• _Task brief_: Please count the lines in the listing below where the word "Include" appears. Give the number only.

• _Data supplied_:
┄┄┄┄┄┄┄┄┄┄

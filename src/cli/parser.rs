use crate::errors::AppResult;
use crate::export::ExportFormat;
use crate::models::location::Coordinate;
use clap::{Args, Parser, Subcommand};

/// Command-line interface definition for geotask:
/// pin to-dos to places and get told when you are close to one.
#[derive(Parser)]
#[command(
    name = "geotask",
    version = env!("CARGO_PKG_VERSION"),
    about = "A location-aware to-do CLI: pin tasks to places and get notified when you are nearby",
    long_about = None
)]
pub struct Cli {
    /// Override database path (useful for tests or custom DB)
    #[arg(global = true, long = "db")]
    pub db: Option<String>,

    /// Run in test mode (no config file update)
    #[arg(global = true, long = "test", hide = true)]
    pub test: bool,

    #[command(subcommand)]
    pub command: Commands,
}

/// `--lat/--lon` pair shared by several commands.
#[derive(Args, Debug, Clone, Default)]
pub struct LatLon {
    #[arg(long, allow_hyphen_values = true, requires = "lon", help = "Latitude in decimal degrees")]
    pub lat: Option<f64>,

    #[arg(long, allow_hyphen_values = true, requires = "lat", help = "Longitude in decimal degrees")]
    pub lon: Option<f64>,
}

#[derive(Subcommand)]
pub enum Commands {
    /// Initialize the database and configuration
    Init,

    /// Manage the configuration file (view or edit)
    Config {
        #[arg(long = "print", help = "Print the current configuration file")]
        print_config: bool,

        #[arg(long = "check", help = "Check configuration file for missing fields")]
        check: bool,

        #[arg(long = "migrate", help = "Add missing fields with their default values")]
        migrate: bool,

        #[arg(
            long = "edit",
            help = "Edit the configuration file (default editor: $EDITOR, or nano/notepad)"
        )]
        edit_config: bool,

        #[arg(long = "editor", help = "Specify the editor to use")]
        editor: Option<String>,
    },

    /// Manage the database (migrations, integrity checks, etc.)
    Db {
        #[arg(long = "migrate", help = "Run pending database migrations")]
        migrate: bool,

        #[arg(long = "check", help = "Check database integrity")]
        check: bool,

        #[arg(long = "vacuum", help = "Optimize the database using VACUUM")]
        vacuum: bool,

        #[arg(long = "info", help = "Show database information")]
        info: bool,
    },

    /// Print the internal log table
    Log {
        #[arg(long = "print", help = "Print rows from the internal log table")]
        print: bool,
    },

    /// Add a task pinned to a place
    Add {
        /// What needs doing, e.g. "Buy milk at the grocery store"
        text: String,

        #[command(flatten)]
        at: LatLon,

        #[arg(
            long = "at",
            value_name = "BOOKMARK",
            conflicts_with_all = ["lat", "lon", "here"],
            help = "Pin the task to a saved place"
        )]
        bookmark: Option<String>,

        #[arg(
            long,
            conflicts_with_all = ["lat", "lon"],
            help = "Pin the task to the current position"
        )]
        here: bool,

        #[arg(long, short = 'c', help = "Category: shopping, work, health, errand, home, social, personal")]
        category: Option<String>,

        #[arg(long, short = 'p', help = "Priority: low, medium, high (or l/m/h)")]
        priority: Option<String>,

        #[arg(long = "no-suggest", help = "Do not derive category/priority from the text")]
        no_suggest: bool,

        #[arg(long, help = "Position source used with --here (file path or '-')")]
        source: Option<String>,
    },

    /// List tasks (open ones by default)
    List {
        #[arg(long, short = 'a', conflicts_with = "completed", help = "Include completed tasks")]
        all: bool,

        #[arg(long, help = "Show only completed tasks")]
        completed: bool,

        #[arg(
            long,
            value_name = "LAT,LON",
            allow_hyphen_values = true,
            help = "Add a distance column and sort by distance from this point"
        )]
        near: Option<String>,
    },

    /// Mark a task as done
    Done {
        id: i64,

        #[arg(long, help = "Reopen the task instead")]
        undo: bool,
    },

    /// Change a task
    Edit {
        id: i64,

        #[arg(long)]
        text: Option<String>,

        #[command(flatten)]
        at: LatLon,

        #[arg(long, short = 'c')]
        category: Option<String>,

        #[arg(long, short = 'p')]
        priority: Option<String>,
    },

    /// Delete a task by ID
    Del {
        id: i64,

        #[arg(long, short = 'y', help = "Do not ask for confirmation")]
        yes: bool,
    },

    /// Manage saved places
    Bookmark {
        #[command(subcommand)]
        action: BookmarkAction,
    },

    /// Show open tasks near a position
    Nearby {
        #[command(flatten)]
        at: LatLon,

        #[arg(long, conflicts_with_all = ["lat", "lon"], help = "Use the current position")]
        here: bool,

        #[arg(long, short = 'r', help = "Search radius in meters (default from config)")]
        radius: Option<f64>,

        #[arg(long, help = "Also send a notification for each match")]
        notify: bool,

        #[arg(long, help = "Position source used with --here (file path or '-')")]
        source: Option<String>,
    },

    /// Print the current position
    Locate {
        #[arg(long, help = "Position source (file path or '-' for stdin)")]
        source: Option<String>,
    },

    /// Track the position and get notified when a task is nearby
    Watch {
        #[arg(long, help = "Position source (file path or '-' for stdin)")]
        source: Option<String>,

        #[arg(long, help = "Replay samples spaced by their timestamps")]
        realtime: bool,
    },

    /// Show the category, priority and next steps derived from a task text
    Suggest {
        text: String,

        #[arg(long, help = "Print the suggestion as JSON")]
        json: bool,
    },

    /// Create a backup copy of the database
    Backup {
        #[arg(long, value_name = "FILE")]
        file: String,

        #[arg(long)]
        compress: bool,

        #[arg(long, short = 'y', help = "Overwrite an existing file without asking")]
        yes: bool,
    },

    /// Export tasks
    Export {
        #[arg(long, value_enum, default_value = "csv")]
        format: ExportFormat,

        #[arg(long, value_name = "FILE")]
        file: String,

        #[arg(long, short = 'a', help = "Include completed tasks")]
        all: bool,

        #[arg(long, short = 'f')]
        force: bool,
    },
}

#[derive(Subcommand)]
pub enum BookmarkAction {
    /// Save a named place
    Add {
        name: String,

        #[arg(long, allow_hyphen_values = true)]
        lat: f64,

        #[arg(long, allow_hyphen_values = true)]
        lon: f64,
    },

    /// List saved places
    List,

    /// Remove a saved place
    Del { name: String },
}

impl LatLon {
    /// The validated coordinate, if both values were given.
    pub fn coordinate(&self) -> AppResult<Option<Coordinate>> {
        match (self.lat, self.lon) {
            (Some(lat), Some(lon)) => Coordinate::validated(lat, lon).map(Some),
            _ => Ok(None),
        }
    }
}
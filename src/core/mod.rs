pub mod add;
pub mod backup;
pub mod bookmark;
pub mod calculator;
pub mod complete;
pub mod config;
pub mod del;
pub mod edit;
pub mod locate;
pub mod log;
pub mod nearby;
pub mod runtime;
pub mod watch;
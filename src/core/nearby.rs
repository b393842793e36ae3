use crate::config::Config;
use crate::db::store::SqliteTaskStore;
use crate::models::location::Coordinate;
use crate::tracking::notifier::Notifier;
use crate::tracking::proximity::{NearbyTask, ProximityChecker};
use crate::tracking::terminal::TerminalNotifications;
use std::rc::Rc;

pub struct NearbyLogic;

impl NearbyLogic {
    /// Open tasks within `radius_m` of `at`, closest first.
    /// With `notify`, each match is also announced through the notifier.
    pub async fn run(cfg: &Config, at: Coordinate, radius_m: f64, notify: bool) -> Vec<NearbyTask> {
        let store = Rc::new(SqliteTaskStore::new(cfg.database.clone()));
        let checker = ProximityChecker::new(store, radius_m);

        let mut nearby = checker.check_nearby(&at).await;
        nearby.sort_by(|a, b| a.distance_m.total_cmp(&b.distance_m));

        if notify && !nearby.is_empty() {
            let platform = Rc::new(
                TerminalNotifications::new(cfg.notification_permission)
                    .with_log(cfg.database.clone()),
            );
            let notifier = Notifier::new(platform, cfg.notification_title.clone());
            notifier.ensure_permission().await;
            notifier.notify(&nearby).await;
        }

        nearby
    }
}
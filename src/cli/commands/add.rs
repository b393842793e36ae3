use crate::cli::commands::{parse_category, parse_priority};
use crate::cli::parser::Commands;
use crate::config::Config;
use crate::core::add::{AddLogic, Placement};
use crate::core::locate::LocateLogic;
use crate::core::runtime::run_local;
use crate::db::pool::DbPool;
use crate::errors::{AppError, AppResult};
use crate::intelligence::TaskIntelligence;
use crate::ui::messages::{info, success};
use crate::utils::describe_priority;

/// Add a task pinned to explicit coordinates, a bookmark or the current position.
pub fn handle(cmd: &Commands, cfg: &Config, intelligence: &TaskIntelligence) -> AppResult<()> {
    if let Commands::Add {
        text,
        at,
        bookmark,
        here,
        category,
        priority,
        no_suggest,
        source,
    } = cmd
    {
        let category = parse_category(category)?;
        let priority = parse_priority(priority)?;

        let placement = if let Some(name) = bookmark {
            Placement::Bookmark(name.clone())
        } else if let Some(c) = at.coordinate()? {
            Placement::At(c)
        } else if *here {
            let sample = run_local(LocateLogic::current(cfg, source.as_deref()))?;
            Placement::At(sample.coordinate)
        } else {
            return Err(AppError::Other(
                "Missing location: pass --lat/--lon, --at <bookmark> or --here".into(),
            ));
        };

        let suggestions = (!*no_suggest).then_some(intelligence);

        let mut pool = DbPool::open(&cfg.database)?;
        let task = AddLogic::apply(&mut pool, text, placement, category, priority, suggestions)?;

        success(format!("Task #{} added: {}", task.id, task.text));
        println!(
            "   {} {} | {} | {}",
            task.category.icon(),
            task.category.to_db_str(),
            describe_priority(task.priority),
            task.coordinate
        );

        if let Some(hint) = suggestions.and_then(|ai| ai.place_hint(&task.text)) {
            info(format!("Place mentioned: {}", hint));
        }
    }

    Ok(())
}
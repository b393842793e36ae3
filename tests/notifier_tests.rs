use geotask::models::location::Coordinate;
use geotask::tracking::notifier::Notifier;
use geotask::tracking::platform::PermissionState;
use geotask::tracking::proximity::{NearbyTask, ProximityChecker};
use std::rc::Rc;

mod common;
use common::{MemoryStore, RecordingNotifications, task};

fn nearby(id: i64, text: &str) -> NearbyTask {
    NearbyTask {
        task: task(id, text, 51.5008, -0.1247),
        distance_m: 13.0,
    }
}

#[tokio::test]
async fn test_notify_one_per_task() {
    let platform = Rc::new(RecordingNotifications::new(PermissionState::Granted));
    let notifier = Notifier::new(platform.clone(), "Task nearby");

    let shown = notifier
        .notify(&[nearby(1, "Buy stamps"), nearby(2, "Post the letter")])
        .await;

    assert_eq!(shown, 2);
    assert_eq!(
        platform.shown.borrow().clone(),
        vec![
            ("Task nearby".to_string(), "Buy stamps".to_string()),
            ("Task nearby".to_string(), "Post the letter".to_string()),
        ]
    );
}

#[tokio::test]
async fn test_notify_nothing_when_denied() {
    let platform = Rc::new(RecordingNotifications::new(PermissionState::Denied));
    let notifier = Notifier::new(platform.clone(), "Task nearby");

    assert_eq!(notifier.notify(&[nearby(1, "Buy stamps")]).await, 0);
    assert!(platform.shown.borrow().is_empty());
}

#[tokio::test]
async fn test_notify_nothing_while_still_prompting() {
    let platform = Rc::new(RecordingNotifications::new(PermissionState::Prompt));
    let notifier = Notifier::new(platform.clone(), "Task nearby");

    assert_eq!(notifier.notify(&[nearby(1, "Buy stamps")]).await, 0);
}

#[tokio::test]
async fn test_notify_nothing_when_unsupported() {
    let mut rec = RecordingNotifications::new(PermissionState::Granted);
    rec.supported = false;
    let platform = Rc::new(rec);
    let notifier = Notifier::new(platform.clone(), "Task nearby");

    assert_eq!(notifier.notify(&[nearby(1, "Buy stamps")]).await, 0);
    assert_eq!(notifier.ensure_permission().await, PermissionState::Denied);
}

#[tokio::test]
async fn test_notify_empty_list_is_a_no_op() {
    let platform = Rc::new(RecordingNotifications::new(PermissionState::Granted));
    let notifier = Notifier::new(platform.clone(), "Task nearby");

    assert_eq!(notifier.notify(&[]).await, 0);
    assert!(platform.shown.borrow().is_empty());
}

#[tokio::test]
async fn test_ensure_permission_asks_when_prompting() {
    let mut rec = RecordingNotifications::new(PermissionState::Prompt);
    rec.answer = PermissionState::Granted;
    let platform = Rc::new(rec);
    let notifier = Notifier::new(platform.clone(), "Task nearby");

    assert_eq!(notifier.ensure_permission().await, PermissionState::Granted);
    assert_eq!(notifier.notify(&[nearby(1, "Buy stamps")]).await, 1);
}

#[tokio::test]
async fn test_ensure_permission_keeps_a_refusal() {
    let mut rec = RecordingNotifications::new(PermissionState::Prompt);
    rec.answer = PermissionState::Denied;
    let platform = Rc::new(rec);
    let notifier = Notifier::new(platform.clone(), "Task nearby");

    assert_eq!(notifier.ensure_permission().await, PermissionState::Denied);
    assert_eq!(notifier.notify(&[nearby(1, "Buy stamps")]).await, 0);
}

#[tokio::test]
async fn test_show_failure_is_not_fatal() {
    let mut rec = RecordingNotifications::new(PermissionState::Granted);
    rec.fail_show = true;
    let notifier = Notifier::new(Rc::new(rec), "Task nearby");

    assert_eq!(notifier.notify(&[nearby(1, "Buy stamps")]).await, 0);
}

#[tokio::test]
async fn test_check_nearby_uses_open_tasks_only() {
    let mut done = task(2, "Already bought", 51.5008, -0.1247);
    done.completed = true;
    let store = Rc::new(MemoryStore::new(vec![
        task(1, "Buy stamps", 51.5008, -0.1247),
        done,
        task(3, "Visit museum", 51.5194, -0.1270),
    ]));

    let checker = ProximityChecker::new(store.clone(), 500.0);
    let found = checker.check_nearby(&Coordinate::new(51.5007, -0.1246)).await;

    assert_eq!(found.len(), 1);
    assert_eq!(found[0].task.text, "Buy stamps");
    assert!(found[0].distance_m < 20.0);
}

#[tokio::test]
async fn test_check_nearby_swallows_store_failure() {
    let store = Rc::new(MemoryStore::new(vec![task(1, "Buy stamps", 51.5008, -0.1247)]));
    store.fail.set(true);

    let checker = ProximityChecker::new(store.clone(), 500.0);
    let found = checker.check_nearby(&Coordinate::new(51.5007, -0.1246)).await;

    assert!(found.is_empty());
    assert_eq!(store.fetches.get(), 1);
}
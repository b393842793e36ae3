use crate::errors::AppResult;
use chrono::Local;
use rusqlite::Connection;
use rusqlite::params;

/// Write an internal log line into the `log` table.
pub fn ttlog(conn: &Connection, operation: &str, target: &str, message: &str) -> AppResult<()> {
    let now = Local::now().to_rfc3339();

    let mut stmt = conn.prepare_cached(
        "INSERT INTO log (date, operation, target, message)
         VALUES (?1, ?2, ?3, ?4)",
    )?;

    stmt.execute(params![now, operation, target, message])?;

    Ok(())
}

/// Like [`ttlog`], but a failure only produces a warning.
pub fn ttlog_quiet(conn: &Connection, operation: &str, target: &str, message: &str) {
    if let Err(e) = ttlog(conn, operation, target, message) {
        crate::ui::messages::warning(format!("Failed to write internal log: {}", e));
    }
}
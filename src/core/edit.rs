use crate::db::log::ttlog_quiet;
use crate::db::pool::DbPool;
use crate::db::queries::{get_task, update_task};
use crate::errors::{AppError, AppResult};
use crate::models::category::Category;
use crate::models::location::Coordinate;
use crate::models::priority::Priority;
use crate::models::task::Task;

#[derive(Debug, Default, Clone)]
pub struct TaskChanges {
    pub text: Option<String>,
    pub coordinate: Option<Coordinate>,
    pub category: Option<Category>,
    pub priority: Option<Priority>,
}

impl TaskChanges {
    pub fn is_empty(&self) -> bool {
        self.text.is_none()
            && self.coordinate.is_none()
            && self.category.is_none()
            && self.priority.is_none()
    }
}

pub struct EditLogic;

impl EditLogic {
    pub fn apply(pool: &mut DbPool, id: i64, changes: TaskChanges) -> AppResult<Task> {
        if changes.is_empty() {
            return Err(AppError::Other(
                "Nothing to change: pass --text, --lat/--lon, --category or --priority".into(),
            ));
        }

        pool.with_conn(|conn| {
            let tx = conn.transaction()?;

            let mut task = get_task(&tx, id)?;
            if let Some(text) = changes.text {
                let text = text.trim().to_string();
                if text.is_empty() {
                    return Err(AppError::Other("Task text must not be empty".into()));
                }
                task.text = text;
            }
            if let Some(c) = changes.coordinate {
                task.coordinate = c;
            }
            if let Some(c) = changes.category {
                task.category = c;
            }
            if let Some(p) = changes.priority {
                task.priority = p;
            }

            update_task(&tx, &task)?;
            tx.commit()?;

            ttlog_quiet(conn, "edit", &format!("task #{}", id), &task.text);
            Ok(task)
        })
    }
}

┄┄┄┄┄┄┄┄┄┄

• _Response below_: 2